**DATA LISTING:**
──────────
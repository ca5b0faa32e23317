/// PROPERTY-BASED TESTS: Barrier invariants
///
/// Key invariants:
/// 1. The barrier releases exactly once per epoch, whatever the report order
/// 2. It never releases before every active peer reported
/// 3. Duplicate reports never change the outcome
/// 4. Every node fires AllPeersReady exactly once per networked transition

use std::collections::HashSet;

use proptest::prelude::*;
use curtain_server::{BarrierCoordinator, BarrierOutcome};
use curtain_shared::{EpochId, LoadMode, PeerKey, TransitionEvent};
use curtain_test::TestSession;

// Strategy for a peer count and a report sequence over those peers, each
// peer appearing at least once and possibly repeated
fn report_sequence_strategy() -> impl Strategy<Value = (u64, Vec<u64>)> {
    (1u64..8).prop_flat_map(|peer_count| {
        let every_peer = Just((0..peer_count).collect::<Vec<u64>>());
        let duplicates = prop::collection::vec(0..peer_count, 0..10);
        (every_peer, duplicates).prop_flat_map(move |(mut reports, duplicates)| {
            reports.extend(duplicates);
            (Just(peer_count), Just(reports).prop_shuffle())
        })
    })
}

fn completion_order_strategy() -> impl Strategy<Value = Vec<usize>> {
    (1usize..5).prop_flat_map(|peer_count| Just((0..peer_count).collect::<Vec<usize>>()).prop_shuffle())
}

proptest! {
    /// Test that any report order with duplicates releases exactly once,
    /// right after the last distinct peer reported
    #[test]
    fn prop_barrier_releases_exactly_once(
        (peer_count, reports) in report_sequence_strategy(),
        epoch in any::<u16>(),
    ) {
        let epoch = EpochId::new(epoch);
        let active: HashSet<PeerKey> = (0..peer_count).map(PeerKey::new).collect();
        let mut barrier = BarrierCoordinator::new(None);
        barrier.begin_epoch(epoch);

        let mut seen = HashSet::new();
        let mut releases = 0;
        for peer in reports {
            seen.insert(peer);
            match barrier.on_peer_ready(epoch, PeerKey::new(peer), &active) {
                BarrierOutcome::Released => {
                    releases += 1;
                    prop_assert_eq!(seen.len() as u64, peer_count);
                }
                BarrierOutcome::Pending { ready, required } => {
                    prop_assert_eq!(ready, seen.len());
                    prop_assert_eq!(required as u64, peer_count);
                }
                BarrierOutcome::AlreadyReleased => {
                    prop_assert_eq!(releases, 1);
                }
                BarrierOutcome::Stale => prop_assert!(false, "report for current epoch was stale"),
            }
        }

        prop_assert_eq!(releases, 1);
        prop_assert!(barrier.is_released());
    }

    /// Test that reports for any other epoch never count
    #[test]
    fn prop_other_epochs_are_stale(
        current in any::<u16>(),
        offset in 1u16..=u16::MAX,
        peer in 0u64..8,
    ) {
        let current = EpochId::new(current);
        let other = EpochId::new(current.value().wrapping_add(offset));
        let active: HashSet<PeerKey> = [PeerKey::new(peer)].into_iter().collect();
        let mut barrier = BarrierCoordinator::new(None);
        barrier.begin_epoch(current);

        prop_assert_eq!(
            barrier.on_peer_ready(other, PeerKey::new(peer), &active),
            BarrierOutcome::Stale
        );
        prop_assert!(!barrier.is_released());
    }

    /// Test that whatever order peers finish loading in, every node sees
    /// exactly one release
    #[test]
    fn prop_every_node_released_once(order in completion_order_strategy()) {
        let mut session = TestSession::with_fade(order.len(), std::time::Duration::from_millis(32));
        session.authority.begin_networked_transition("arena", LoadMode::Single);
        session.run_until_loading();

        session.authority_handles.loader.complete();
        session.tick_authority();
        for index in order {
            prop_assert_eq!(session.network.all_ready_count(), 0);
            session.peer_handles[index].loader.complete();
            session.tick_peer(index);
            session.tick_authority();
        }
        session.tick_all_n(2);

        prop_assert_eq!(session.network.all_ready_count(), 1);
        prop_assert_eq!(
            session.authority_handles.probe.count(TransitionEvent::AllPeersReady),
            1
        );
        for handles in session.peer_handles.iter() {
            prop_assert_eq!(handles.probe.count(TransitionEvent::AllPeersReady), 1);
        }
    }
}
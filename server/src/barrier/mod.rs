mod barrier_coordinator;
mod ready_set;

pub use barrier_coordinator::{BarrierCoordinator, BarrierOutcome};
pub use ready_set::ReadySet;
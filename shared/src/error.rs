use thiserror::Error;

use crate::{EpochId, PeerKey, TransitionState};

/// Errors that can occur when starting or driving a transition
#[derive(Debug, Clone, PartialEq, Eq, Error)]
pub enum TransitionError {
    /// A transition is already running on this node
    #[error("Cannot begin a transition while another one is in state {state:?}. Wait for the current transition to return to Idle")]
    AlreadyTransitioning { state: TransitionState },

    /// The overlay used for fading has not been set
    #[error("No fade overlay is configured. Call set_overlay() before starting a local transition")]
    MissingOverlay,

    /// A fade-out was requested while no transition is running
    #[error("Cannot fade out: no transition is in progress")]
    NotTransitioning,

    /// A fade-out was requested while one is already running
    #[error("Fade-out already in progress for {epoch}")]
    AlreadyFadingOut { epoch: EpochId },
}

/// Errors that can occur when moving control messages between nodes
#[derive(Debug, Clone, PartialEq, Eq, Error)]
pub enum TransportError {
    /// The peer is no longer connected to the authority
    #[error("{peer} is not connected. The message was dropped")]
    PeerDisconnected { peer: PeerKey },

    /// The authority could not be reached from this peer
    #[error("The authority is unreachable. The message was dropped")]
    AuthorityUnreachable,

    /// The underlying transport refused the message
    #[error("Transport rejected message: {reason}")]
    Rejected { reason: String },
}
──────────
Answer with one number: how many lines in the listing hold "TestSession".

**SOLUTION TO THIS TASK:**
2